For Common Things: Irony, Trust, and Commitment In America Today

Updated June 26, 2020 | Infoplease Staff
Author: Jedediah Purdy
Publisher: Knopf

“Americans who came of age after 1974,” writes Jedediah Purdy, “have never seen the government undertake a large-scale project other than highway maintenance and small wars, and relatively few are inspired by the idea that it should.” Not only is Purdy inspired, but this impressive first book, penned when he was 24, articulates a conceptual groundwork for renewed commitment in American public life.

Stylistically anchored by essayists such as Thoreau, Emerson, and Montaigne, Purdy takes the reader on a topographical tour of the American political psyche, navigating around two touchstone issues: the collapse of Communism in Eastern Europe and strip-mining in his native West Virginian hills. Dedication to “commons” — shared interests whose maintenance requires mutual support (such as the environment) — is a powerful refrain. His pragmatism is refreshing, his line of argument lucid.

For Common Things contains a fascinating evaluation of private life and freedom, updating Alexis de Tocqueville with chilling urgency. “[A]nything that individuals could not accomplish in solitude would fall to bureaucrats. Americans would forget how to govern themselves. They would forget how to be free.” This is strong work. Least fruitful, however, are Purdy's outcries against irony.

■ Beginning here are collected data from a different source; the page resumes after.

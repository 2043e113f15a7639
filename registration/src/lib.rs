//! Race slot registration service.
//!
//! Sells a strictly limited inventory of race slots, each bound to a shirt
//! `(size, gender)`, to groups of runners paying through a mobile payment
//! gateway or a manual channel (bank transfer, cash).
//!
//! # Flow
//!
//! ```text
//! POST /api/registrations
//!        │
//!        ▼
//!   validate ──► idempotency replay? ──► hold inventory (atomic, all lines)
//!                                               │
//!                                               ▼
//!                                     persist group (pending)
//!                                               │
//!                  ┌────────────────────────────┴───────────────┐
//!                  ▼                                            ▼
//!          mobile payment                               manual payment
//!     gateway, bounded retries                        confirm immediately
//!        │            │         │
//!        ▼            ▼         ▼
//!    confirmed     rejected   ambiguous (rejected, manual review)
//!    commit hold   release    release
//!        │
//!        ▼
//!   notifier queue (never blocks or fails the payment)
//! ```
//!
//! Groups left open past their reservation window are expired by the
//! [`sweeper`], which releases their holds.
//!
//! # Modules
//!
//! - [`ledger`]: hold, commit and release of inventory units
//! - [`gateway`]: payment adapter with response classification
//! - [`orchestrator`]: the registration and payment workflow
//! - [`notifier`]: confirmation delivery with retries and manual resend
//! - [`sweeper`]: periodic expiry of stale reservations
//! - [`api`] and [`server`]: HTTP surface
//! - [`app`]: wiring and lifecycle

#![forbid(unsafe_code)]
#![warn(missing_docs, clippy::pedantic)]
#![allow(clippy::module_name_repetitions)]

pub mod api;
pub mod app;
pub mod config;
pub mod gateway;
pub mod ledger;
pub mod metrics;
pub mod notifier;
pub mod orchestrator;
pub mod server;
pub mod sweeper;

pub use app::{Services, StartupError, run};
pub use config::{Config, ConfigError};
pub use ledger::{Ledger, LedgerError};
pub use notifier::{Notifier, NotifierWorker, NotifyError};
pub use orchestrator::{Orchestrator, RegistrationError};
pub use server::{AppState, build_router};
pub use sweeper::{SweepReport, Sweeper};
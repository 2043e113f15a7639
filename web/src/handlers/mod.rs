//! HTTP request handlers shared by racepay services.

pub mod health;

pub use health::{health_check, readiness};
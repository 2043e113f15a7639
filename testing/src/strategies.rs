//! proptest strategies for inventory data.

use proptest::prelude::*;
use racepay_core::types::{Gender, HoldLine, InventoryKey, Size};

/// Any `(size, gender)` row.
pub fn inventory_key() -> impl Strategy<Value = InventoryKey> {
    (
        prop::sample::select(Size::ALL.to_vec()),
        prop::sample::select(Gender::ALL.to_vec()),
    )
        .prop_map(|(size, gender)| InventoryKey::new(size, gender))
}

/// A hold request of one to four lines, each for one to three units.
pub fn hold_request() -> impl Strategy<Value = Vec<HoldLine>> {
    prop::collection::vec(
        (inventory_key(), 1u32..=3).prop_map(|(key, count)| HoldLine::new(key, count)),
        1..=4,
    )
}

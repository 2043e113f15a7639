//! Dispatcher that writes messages to the log.

use racepay_core::BoxFuture;
use racepay_core::dispatch::{DispatchError, MessageDispatcher, OutboundMessage};

/// Logs every message instead of delivering it. Used when no webhook is
/// configured.
#[derive(Debug, Clone, Copy, Default)]
pub struct ConsoleDispatcher;

impl MessageDispatcher for ConsoleDispatcher {
    fn send(&self, message: OutboundMessage) -> BoxFuture<'_, Result<(), DispatchError>> {
        Box::pin(async move {
            tracing::info!(
                recipient = %message.recipient,
                template = %message.template,
                payload = %message.payload,
                "Outbound message"
            );
            Ok(())
        })
    }
}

“Are y'all ready for some real lip-synching!” cheered Chris Rock during MTV's 1999 Music Video Awards — inadvertently highlighting Purdy's blind spot. People love Seinfield and South Park (both attacked here), people love irony, and people even love blatantly false things: lip-synching, gangsta rap, silicon implants, Las Vegas. These preferences indicate an unrepentantly plural society rather than national pathology. Lamenting a mythic monocultural sincerity detracts from the force of his ideas.

Purdy shines — even allowing some irony into the cracks — when he speaks of self-serving politicians, dedicated dissidents, the grim facts of strip-mining, and Americans' well-fed unawareness of our individualism's true cost. For Common Things offers lessons in the extraction of hope from a weary, wry world, a hope tempered with terse pragmatism and edged by love.